Their similarity to a biological neuron is, however, overstated, and the distance between the two types of neurons is vast.
To begin
with, consider energy efficiency. The Human Brain Project (2023) estimates that
"a human brain uses roughly 20 Watts to work", less than a household
light bulb, while training large-scale AI models requires vastly greater
energy and infrastructure resources.
In the
domain of learning, the brain relies on synaptic plasticity—that is, the
ability to strengthen or weaken connections between neurons depending on joint
activation patterns, modifying synaptic efficacy and the shape of dendritic
spines. As Citri and Malenka (2008:18) summarize, "Synaptic plasticity is
the major mechanism by which experience modifies brain function." It is a
continuous, multimodal, and deeply contextual form of learning that shapes the configuration of our brains in response to our experiences and needs.
AI, by
contrast, learns through statistical optimization: loss functions, gradients,
and rules for adjusting the weights of its artificial neurons, along with other
statistical–mathematical techniques. Its goal is to process large volumes of
data. In the words of LeCun, Bengio, and Hinton (2015:43), "deep learning
allows computational models that are composed of multiple processing layers to
learn representations of data with multiple levels of abstraction."
Although
both systems modify internal connections, AI requires enormous amounts of data,
learns in discrete stages, depends on predefined error functions, and lacks the
kind of innate inductive biases that guide human learning.
Another
superficial similarity is distributed representation: neither the brain nor AI
stores concepts in a single unit. Both generate complex activation patterns that enable AI models to serve as working hypotheses for studying vision,
language, and semantic categorization. However, this functional convergence does
not imply cognitive equivalence. Humans incorporate social context, ethical
intuitions, autobiographical memory, and embodied experience into our cognitive
processes. AI, in contrast, generates outputs based on statistical correlations
with no semantic understanding or subjective experience.
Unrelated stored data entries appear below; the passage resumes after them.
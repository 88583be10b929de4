//! Violation Ledger
//!
//! Identity-scoped: violations on any endpoint count towards the same
//! escalation.

use std::sync::Arc;
use std::time::Duration;

use ratewarden_types::policy::Policy;
use ratewarden_types::store_adapter::{
	NewViolation, RateLimitAdapter, ViolationOutcome, ViolationRecord,
};

use super::lookup::guarded;
use crate::prelude::*;

#[derive(Debug, Clone)]
pub struct ViolationLedger {
	store: Arc<dyn RateLimitAdapter>,
	timeout: Duration,
}

impl ViolationLedger {
	pub fn new(store: Arc<dyn RateLimitAdapter>, timeout: Duration) -> Self {
		Self { store, timeout }
	}

	/// Record a violation of `policy` and return the prior violation count
	/// with the escalated block duration
	pub async fn record_violation(
		&self,
		identity: &str,
		policy: &Policy,
		requests_count: u32,
		now: Timestamp,
	) -> WdResult<ViolationOutcome> {
		let violation = NewViolation {
			identity,
			endpoint: &policy.endpoint,
			requests_count,
			base_block: policy.base_block,
		};
		guarded("record_violation", self.timeout, self.store.record_violation(&violation, now)).await
	}

	/// Violations of an identity in the retention period
	pub async fn violations(&self, identity: &str, now: Timestamp) -> WdResult<ViolationRecord> {
		guarded("read_violations", self.timeout, self.store.read_violations(identity, now)).await
	}
}

// vim: ts=4
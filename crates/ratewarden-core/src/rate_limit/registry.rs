//! Policy Registry
//!
//! Static table of endpoint policies, loaded once at startup. Endpoints
//! without a policy are not rate limited.

use std::collections::HashMap;
use std::path::Path;
use std::time::Duration;

use ratewarden_types::policy::{Policy, PolicyDef};

use crate::prelude::*;

const MINUTE: u64 = 60;

/// (endpoint, window, max requests, base block) in seconds
const DEFAULT_POLICIES: &[(&str, u64, u32, u64)] = &[
	// Credential endpoints: slow windows, long blocks
	("auth-login", 15 * MINUTE, 5, 15 * MINUTE),
	("auth-signup", 15 * MINUTE, 3, 60 * MINUTE),
	("auth-password-reset", 15 * MINUTE, 3, 30 * MINUTE),
	("auth-mfa-verify", 15 * MINUTE, 5, 5 * MINUTE),
	// Integration proxies
	("payroll-sync", MINUTE, 20, 10 * MINUTE),
	("accounting-sync", MINUTE, 30, 5 * MINUTE),
	("delivery-proxy", MINUTE, 60, 2 * MINUTE),
	("pos-proxy", MINUTE, 100, 2 * MINUTE),
	("webhook", MINUTE, 300, 2 * MINUTE),
];

#[derive(Debug, Clone)]
pub struct PolicyRegistry {
	policies: HashMap<Box<str>, Policy>,
}

impl PolicyRegistry {
	/// Build a registry, validating every policy. Duplicate endpoints are
	/// rejected.
	pub fn new(policies: impl IntoIterator<Item = Policy>) -> WdResult<Self> {
		let mut map = HashMap::new();
		for policy in policies {
			policy.validate()?;
			if map.contains_key(&policy.endpoint) {
				return Err(Error::ConfigError(format!(
					"duplicate policy for endpoint '{}'",
					policy.endpoint
				)));
			}
			map.insert(policy.endpoint.clone(), policy);
		}
		Ok(Self { policies: map })
	}

	/// Parse a JSON array of policy definitions
	pub fn from_json(json: &str) -> WdResult<Self> {
		let defs: Vec<PolicyDef> = serde_json::from_str(json)?;
		Self::new(defs.into_iter().map(Policy::from))
	}

	/// Load a policy file
	pub async fn load(path: impl AsRef<Path>) -> WdResult<Self> {
		let json = tokio::fs::read_to_string(path.as_ref()).await?;
		let registry = Self::from_json(&json)?;
		info!("loaded {} rate limit policies from {}", registry.len(), path.as_ref().display());
		Ok(registry)
	}

	pub fn lookup(&self, endpoint: &str) -> Option<&Policy> {
		self.policies.get(endpoint)
	}

	pub fn iter(&self) -> impl Iterator<Item = &Policy> {
		self.policies.values()
	}

	/// Endpoint names in alphabetical order
	pub fn endpoints(&self) -> Vec<&str> {
		let mut endpoints: Vec<&str> = self.policies.keys().map(AsRef::as_ref).collect();
		endpoints.sort_unstable();
		endpoints
	}

	pub fn len(&self) -> usize {
		self.policies.len()
	}

	pub fn is_empty(&self) -> bool {
		self.policies.is_empty()
	}
}

impl Default for PolicyRegistry {
	fn default() -> Self {
		let policies = DEFAULT_POLICIES
			.iter()
			.map(|&(endpoint, window, max_requests, block)| {
				let policy = Policy::new(
					endpoint,
					Duration::from_secs(window),
					max_requests,
					Duration::from_secs(block),
				);
				(policy.endpoint.clone(), policy)
			})
			.collect();
		Self { policies }
	}
}


// vim: ts=4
As Bender, Gebru,
McMillan-Major, and Mitchell (2021:1) observed, "an LM is a system for
haphazardly stitching together sequences of linguistic forms (…) without any
reference to meaning."
The deepest
difference arises when considering consciousness. In the film Transcendence
(2014), the AI scientist played by Morgan Freeman poses a persistent question
to the advanced AI systems he encounters: "Do you have self-awareness?" This is the
critical boundary: the human brain not only processes information but also
generates emotions, intentionality, and subjective experience. No current AI
model is capable of that. "Conscious access allows us to extract meaning and
reason about it" (Dehaene, 2014:105).
If
biological neurons are so superior to artificial ones, can a person run an AI
algorithm on their neurons? The answer is categorical: no. There are
structural, biological, and computational reasons behind this conclusion.
An
artificial algorithm operates by applying explicit mathematical operations. The brain has neither "mathematical working memory nor an operation register that would allow this, which is why our brain can perform mathematical
operations but with far less precision than AI. We have not develooed "tensors"
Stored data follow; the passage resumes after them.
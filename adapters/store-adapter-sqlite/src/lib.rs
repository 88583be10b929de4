//! SQLite store adapter for ratewarden.
//!
//! Window counters, blocks and violations live in one database file which can
//! be shared by every instance of the service on the host. All check-and-count
//! operations are single statements, so concurrent writers never lose updates.

use async_trait::async_trait;
use sqlx::sqlite::{self, SqlitePool};
use std::path::Path;
use std::time::Duration;

use ratewarden_types::policy::Policy;
use ratewarden_types::prelude::*;
use ratewarden_types::store_adapter::{
	BlockEntry, NewViolation, RateLimitAdapter, ViolationOutcome, ViolationRecord, WindowHit,
	WindowRecord,
};

mod block;
mod schema;
mod utils;
mod violation;
mod window;

/// How long a writer waits for a locked database before giving up
const BUSY_TIMEOUT: Duration = Duration::from_secs(5);

#[derive(Debug)]
pub struct StoreAdapterSqlite {
	db: SqlitePool,
}

impl StoreAdapterSqlite {
	/// Open (or create) the database at `path`
	pub async fn new(path: impl AsRef<Path>) -> WdResult<Self> {
		let path = path.as_ref();
		if let Some(dir) = path.parent().filter(|dir| !dir.as_os_str().is_empty()) {
			tokio::fs::create_dir_all(dir).await?;
		}

		let opts = sqlite::SqliteConnectOptions::new()
			.filename(path)
			.create_if_missing(true)
			.journal_mode(sqlite::SqliteJournalMode::Wal)
			.busy_timeout(BUSY_TIMEOUT);
		let db = sqlite::SqlitePoolOptions::new()
			.max_connections(5)
			.connect_with(opts)
			.await
			.inspect_err(|err| error!("DbError: {:#?}", err))
			.or(Err(Error::DbError))?;

		schema::init_db(&db)
			.await
			.inspect_err(|err| error!("DbError: {:#?}", err))
			.or(Err(Error::DbError))?;

		info!("rate limit store opened at {}", path.display());
		Ok(Self { db })
	}
}

#[async_trait]
impl RateLimitAdapter for StoreAdapterSqlite {
	// Window counters
	//*****************
	async fn read_window(
		&self,
		identity: &str,
		endpoint: &str,
		now: Timestamp,
	) -> WdResult<Option<WindowRecord>> {
		window::read(&self.db, identity, endpoint, now).await
	}

	async fn start_window(
		&self,
		identity: &str,
		endpoint: &str,
		window: Duration,
		now: Timestamp,
	) -> WdResult<WindowRecord> {
		window::start(&self.db, identity, endpoint, window, now).await
	}

	async fn increment_window(
		&self,
		identity: &str,
		endpoint: &str,
		now: Timestamp,
	) -> WdResult<u32> {
		window::increment(&self.db, identity, endpoint, now).await
	}

	async fn hit_window(
		&self,
		identity: &str,
		policy: &Policy,
		now: Timestamp,
	) -> WdResult<WindowHit> {
		window::hit(&self.db, identity, policy, now).await
	}

	async fn purge_windows(&self, now: Timestamp) -> WdResult<u64> {
		window::purge(&self.db, now).await
	}

	// Blocklist
	//***********
	async fn read_block(
		&self,
		identity: &str,
		endpoint: &str,
		now: Timestamp,
	) -> WdResult<Option<BlockEntry>> {
		block::read(&self.db, identity, endpoint, now).await
	}

	async fn upsert_block(&self, block: &BlockEntry) -> WdResult<BlockEntry> {
		block::upsert(&self.db, block).await
	}

	async fn delete_block(&self, identity: &str, endpoint: Option<&str>) -> WdResult<()> {
		block::delete(&self.db, identity, endpoint).await
	}

	async fn list_blocks(&self, now: Timestamp) -> WdResult<Vec<BlockEntry>> {
		block::list(&self.db, now).await
	}

	async fn purge_blocks(&self, now: Timestamp) -> WdResult<u64> {
		block::purge(&self.db, now).await
	}

	// Violation ledger
	//******************
	async fn record_violation(
		&self,
		violation: &NewViolation<'_>,
		now: Timestamp,
	) -> WdResult<ViolationOutcome> {
		violation::record(&self.db, violation, now).await
	}

	async fn read_violations(&self, identity: &str, now: Timestamp) -> WdResult<ViolationRecord> {
		violation::read(&self.db, identity, now).await
	}

	async fn purge_violations(&self, now: Timestamp) -> WdResult<u64> {
		violation::purge(&self.db, now).await
	}
}

// vim: ts=4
(a structured way of organizing numbers into multiple dimensions so that AI
models can process them efficiently) "or "matrices" that can be manipulated
with exactness during our biological development, and without them the
computation carried out by AI models is impossible.
If this
were not enough, algorithms operate through ordered steps (basically forward
pass, loss computation, backward pass, and parameter adjustment), whereas brain
dynamics are neither sequential nor deterministic, but massive, parallel, and
continuous, since "the brain is never silent; neuronal activity is
continuous even in the absence of external input" (Buzsáki, 2006:15). Its
activity cannot be paused or arranged into stages. It is not mathematics
but local biochemical rules modulated by neurotransmitters that give order to
neural processing. It is a noisy system (we will return to noise shortly) since
"noise is present at all stages of neural processing and fundamentally
shapes neural function" (Faisal, Selen & Wolpert, 2008:292). In part,
this noise arises from the fact that the human brain "lacks a single central
controlling structure; control is distributed across many interacting regions"
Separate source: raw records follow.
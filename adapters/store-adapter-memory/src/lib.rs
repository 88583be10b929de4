//! In-process store adapter.
//!
//! Keeps window counters, blocks and violations in memory. Nothing is shared
//! between processes, so this adapter is only suitable for single-process
//! deployments. Every table sits behind its own lock; a lock is never held
//! while another one is acquired.

use std::collections::{HashMap, VecDeque};
use std::num::NonZeroUsize;
use std::time::Duration;

use async_trait::async_trait;
use lru::LruCache;
use parking_lot::{Mutex, RwLock};

use ratewarden_types::policy::{Policy, escalated_block};
use ratewarden_types::prelude::*;
use ratewarden_types::store_adapter::{
	BlockEntry, NewViolation, RateLimitAdapter, Violation, ViolationOutcome, ViolationRecord,
	WindowHit, WindowRecord, apply_hit, merge_block, retention_cutoff, select_block,
};
use ratewarden_types::types::duration_millis;

pub use ratewarden_types::types::DEFAULT_MAX_TRACKED_KEYS;

type Key = (Box<str>, Box<str>);

fn key(identity: &str, endpoint: &str) -> Key {
	(identity.into(), endpoint.into())
}

pub struct StoreAdapterMemory {
	/// Window counters, least recently used evicted first
	windows: Mutex<LruCache<Key, WindowRecord>>,
	/// Blocks keyed by (identity, endpoint or wildcard)
	blocks: RwLock<HashMap<Key, BlockEntry>>,
	/// Violations per identity, oldest first
	violations: Mutex<HashMap<Box<str>, VecDeque<Violation>>>,
}

impl StoreAdapterMemory {
	pub fn new(max_tracked_keys: usize) -> Self {
		// The default is a non-zero constant
		const DEFAULT_CAP: NonZeroUsize = match NonZeroUsize::new(DEFAULT_MAX_TRACKED_KEYS) {
			Some(v) => v,
			None => unreachable!(),
		};
		let cap = NonZeroUsize::new(max_tracked_keys).unwrap_or(DEFAULT_CAP);
		debug!("[store-adapter-memory] tracking up to {} windows", cap);

		Self {
			windows: Mutex::new(LruCache::new(cap)),
			blocks: RwLock::new(HashMap::new()),
			violations: Mutex::new(HashMap::new()),
		}
	}

	/// Latest expiry among the active blocks covering a key
	fn blocked_until(&self, identity: &str, endpoint: &str, now: Timestamp) -> Option<Timestamp> {
		let blocks = self.blocks.read();
		[blocks.get(&key(identity, endpoint)), blocks.get(&key(identity, WILDCARD_ENDPOINT))]
			.into_iter()
			.flatten()
			.filter(|b| b.is_active(now))
			.map(|b| b.blocked_until)
			.max()
	}
}

impl Default for StoreAdapterMemory {
	fn default() -> Self {
		Self::new(DEFAULT_MAX_TRACKED_KEYS)
	}
}

impl std::fmt::Debug for StoreAdapterMemory {
	fn fmt(&self, f: &mut std::fmt::Formatter<'_>) -> std::fmt::Result {
		f.debug_struct("StoreAdapterMemory")
			.field("windows", &self.windows.lock().len())
			.field("blocks", &self.blocks.read().len())
			.field("violations", &self.violations.lock().len())
			.finish()
	}
}

#[async_trait]
impl RateLimitAdapter for StoreAdapterMemory {
	// Window counters
	//*****************
	async fn read_window(
		&self,
		identity: &str,
		endpoint: &str,
		now: Timestamp,
	) -> WdResult<Option<WindowRecord>> {
		let record = self
			.windows
			.lock()
			.peek(&key(identity, endpoint))
			.filter(|rec| rec.is_live(now))
			.cloned();

		Ok(record.map(|mut rec| {
			rec.blocked_until = self.blocked_until(identity, endpoint, now);
			rec
		}))
	}

	async fn start_window(
		&self,
		identity: &str,
		endpoint: &str,
		window: Duration,
		now: Timestamp,
	) -> WdResult<WindowRecord> {
		let record = WindowRecord {
			identity: identity.into(),
			endpoint: endpoint.into(),
			count: 1,
			window_start: now,
			window_end: now + window,
			penalty_until: None,
			blocked_until: None,
		};
		self.windows.lock().put(key(identity, endpoint), record.clone());
		Ok(record)
	}

	async fn increment_window(
		&self,
		identity: &str,
		endpoint: &str,
		now: Timestamp,
	) -> WdResult<u32> {
		let mut windows = self.windows.lock();
		match windows.get_mut(&key(identity, endpoint)) {
			Some(rec) if rec.is_live(now) => {
				rec.count = rec.count.saturating_add(1);
				Ok(rec.count)
			}
			_ => Err(Error::NotFound),
		}
	}

	async fn hit_window(
		&self,
		identity: &str,
		policy: &Policy,
		now: Timestamp,
	) -> WdResult<WindowHit> {
		let key = key(identity, &policy.endpoint);
		let mut windows = self.windows.lock();

		let hit = apply_hit(windows.get(&key), identity, policy, now);
		windows.put(key, hit.record().clone());
		Ok(hit)
	}

	async fn purge_windows(&self, now: Timestamp) -> WdResult<u64> {
		let blocked: Vec<Key> = {
			let blocks = self.blocks.read();
			blocks
				.values()
				.filter(|b| b.is_active(now))
				.map(|b| key(&b.identity, b.endpoint_key()))
				.collect()
		};
		let is_blocked = |(identity, endpoint): &Key| {
			blocked.iter().any(|(b_identity, b_endpoint)| {
				b_identity == identity
					&& (b_endpoint == endpoint || b_endpoint.as_ref() == WILDCARD_ENDPOINT)
			})
		};

		let mut windows = self.windows.lock();
		let stale: Vec<Key> = windows
			.iter()
			.filter(|&(key, rec)| rec.is_stale(now) && !is_blocked(key))
			.map(|(key, _)| key.clone())
			.collect();
		for key in &stale {
			windows.pop(key);
		}

		Ok(stale.len() as u64)
	}

	// Blocklist
	//***********
	async fn read_block(
		&self,
		identity: &str,
		endpoint: &str,
		now: Timestamp,
	) -> WdResult<Option<BlockEntry>> {
		let blocks = self.blocks.read();
		let candidates = [
			blocks.get(&key(identity, endpoint)),
			blocks.get(&key(identity, WILDCARD_ENDPOINT)),
		];
		Ok(select_block(candidates.into_iter().flatten(), now).cloned())
	}

	async fn upsert_block(&self, block: &BlockEntry) -> WdResult<BlockEntry> {
		let mut blocks = self.blocks.write();
		let key = key(&block.identity, block.endpoint_key());
		let merged = merge_block(blocks.get(&key), block);
		blocks.insert(key, merged.clone());
		Ok(merged)
	}

	async fn delete_block(&self, identity: &str, endpoint: Option<&str>) -> WdResult<()> {
		let mut blocks = self.blocks.write();
		match endpoint {
			Some(endpoint) => {
				blocks.remove(&key(identity, endpoint));
			}
			None => blocks.retain(|(b_identity, _), _| b_identity.as_ref() != identity),
		}
		Ok(())
	}

	async fn list_blocks(&self, now: Timestamp) -> WdResult<Vec<BlockEntry>> {
		let mut list: Vec<BlockEntry> =
			self.blocks.read().values().filter(|b| b.is_active(now)).cloned().collect();
		list.sort_by(|a, b| a.blocked_until.cmp(&b.blocked_until));
		Ok(list)
	}

	async fn purge_blocks(&self, now: Timestamp) -> WdResult<u64> {
		let mut blocks = self.blocks.write();
		let before = blocks.len();
		blocks.retain(|_, b| b.is_active(now));
		Ok((before - blocks.len()) as u64)
	}

	// Violation ledger
	//******************
	async fn record_violation(
		&self,
		violation: &NewViolation<'_>,
		now: Timestamp,
	) -> WdResult<ViolationOutcome> {
		let cutoff = retention_cutoff(now);
		let mut violations = self.violations.lock();
		let ledger = violations.entry(violation.identity.into()).or_default();

		while ledger.front().is_some_and(|v| v.created_at <= cutoff) {
			ledger.pop_front();
		}
		let prior = u32::try_from(ledger.len()).unwrap_or(u32::MAX);
		let block_duration = escalated_block(violation.base_block, prior);

		ledger.push_back(Violation {
			endpoint: violation.endpoint.into(),
			requests_count: violation.requests_count,
			block_duration_ms: duration_millis(block_duration),
			created_at: now,
		});

		Ok(ViolationOutcome { prior, block_duration })
	}

	async fn read_violations(&self, identity: &str, now: Timestamp) -> WdResult<ViolationRecord> {
		let cutoff = retention_cutoff(now);
		let violations = self.violations.lock();
		let list = violations
			.get(identity)
			.map(|ledger| ledger.iter().filter(|v| v.created_at > cutoff).cloned().collect())
			.unwrap_or_default();

		Ok(ViolationRecord { identity: identity.into(), violations: list })
	}

	async fn purge_violations(&self, now: Timestamp) -> WdResult<u64> {
		let cutoff = retention_cutoff(now);
		let mut violations = self.violations.lock();
		let mut removed = 0u64;

		for ledger in violations.values_mut() {
			let before = ledger.len();
			ledger.retain(|v| v.created_at > cutoff);
			removed += (before - ledger.len()) as u64;
		}
		violations.retain(|_, ledger| !ledger.is_empty());

		Ok(removed)
	}
}


// vim: ts=4
//! Violation ledger

use sqlx::{Row, SqlitePool};

use ratewarden_types::policy::escalated_block;
use ratewarden_types::prelude::*;
use ratewarden_types::store_adapter::{
	NewViolation, Violation, ViolationOutcome, ViolationRecord, retention_cutoff,
};
use ratewarden_types::types::duration_millis;

use crate::utils::*;

/// Append a violation.
///
/// The prior count is taken by the inserting statement itself, so concurrent
/// violations of the same identity each see a distinct count.
pub(crate) async fn record(
	db: &SqlitePool,
	violation: &NewViolation<'_>,
	now: Timestamp,
) -> WdResult<ViolationOutcome> {
	let mut tx = db.begin().await.inspect_err(inspect).map_err(|_| Error::DbError)?;

	let row = sqlx::query(
		"INSERT INTO rl_violations (identity, endpoint, requests_count, prior_count, created_at)
		SELECT ?1, ?2, ?3, count(*), ?4 FROM rl_violations WHERE identity = ?1 AND created_at > ?5
		RETURNING v_id, prior_count",
	)
	.bind(violation.identity)
	.bind(violation.endpoint)
	.bind(i64::from(violation.requests_count))
	.bind(now.0)
	.bind(retention_cutoff(now).0)
	.fetch_one(&mut *tx)
	.await
	.inspect_err(inspect)
	.map_err(|_| Error::DbError)?;

	let v_id: i64 = row.try_get("v_id").inspect_err(inspect).map_err(|_| Error::DbError)?;
	let prior = get_u32(&row, "prior_count").inspect_err(inspect).map_err(|_| Error::DbError)?;
	let block_duration = escalated_block(violation.base_block, prior);

	sqlx::query("UPDATE rl_violations SET block_duration = ?1 WHERE v_id = ?2")
		.bind(duration_millis(block_duration))
		.bind(v_id)
		.execute(&mut *tx)
		.await
		.inspect_err(inspect)
		.map_err(|_| Error::DbError)?;

	tx.commit().await.inspect_err(inspect).map_err(|_| Error::DbError)?;
	Ok(ViolationOutcome { prior, block_duration })
}

/// Read the violations of an identity within the retention period
pub(crate) async fn read(db: &SqlitePool, identity: &str, now: Timestamp) -> WdResult<ViolationRecord> {
	let rows = sqlx::query(
		"SELECT endpoint, requests_count, block_duration, created_at FROM rl_violations
		WHERE identity = ?1 AND created_at > ?2 ORDER BY created_at, v_id",
	)
	.bind(identity)
	.bind(retention_cutoff(now).0)
	.fetch_all(db)
	.await
	.inspect_err(inspect)
	.map_err(|_| Error::DbError)?;

	let violations = rows
		.iter()
		.map(|row| -> Result<Violation, sqlx::Error> {
			Ok(Violation {
				endpoint: row.try_get::<String, _>("endpoint")?.into(),
				requests_count: get_u32(row, "requests_count")?,
				block_duration_ms: row.try_get::<Option<i64>, _>("block_duration")?.unwrap_or(0),
				created_at: Timestamp(row.try_get("created_at")?),
			})
		})
		.collect::<Result<Vec<_>, sqlx::Error>>()
		.inspect_err(inspect)
		.map_err(|_| Error::DbError)?;

	Ok(ViolationRecord { identity: identity.into(), violations })
}

/// Delete violations older than the retention period
pub(crate) async fn purge(db: &SqlitePool, now: Timestamp) -> WdResult<u64> {
	let res = sqlx::query("DELETE FROM rl_violations WHERE created_at <= ?1")
		.bind(retention_cutoff(now).0)
		.execute(db)
		.await
		.inspect_err(inspect)
		.map_err(|_| Error::DbError)?;

	Ok(res.rows_affected())
}

// vim: ts=4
(Sporns, 2011:89), meaning it is a nonlinear system lacking a defined
computational flow, a fixed architecture, or an externally imposed execution
order—all of which are present in AI models.
More
reasons? AI models store information in vectors and matrices, whereas the brain
encodes information in distributed neuronal ensembles, using representations that include
affective behaviors and biologically predetermined responses (e.g., fear) whose weights cannot be explicitly adjusted to achieve predefined
goals.
By
contrast, the brain can learn to simulate cognitive strategies—such as learning
rules, identifying patterns, reinforcing behaviors through trial and error, or
generalizing from examples—which allows it to apply heuristics and behave "as if" it were running an algorithm.
Another
fundamental element is that the basic unit of the brain is an action potential,
which depends on sodium, potassium, calcium, neurotransmitters, temperature,
fatigue, prior history, and multiple interacting variables. In the words of
Kandel, Koester, Mack, and Siegelbaum (2021:14), "the action potential is
the fundamental signal that carries information through the nervous system."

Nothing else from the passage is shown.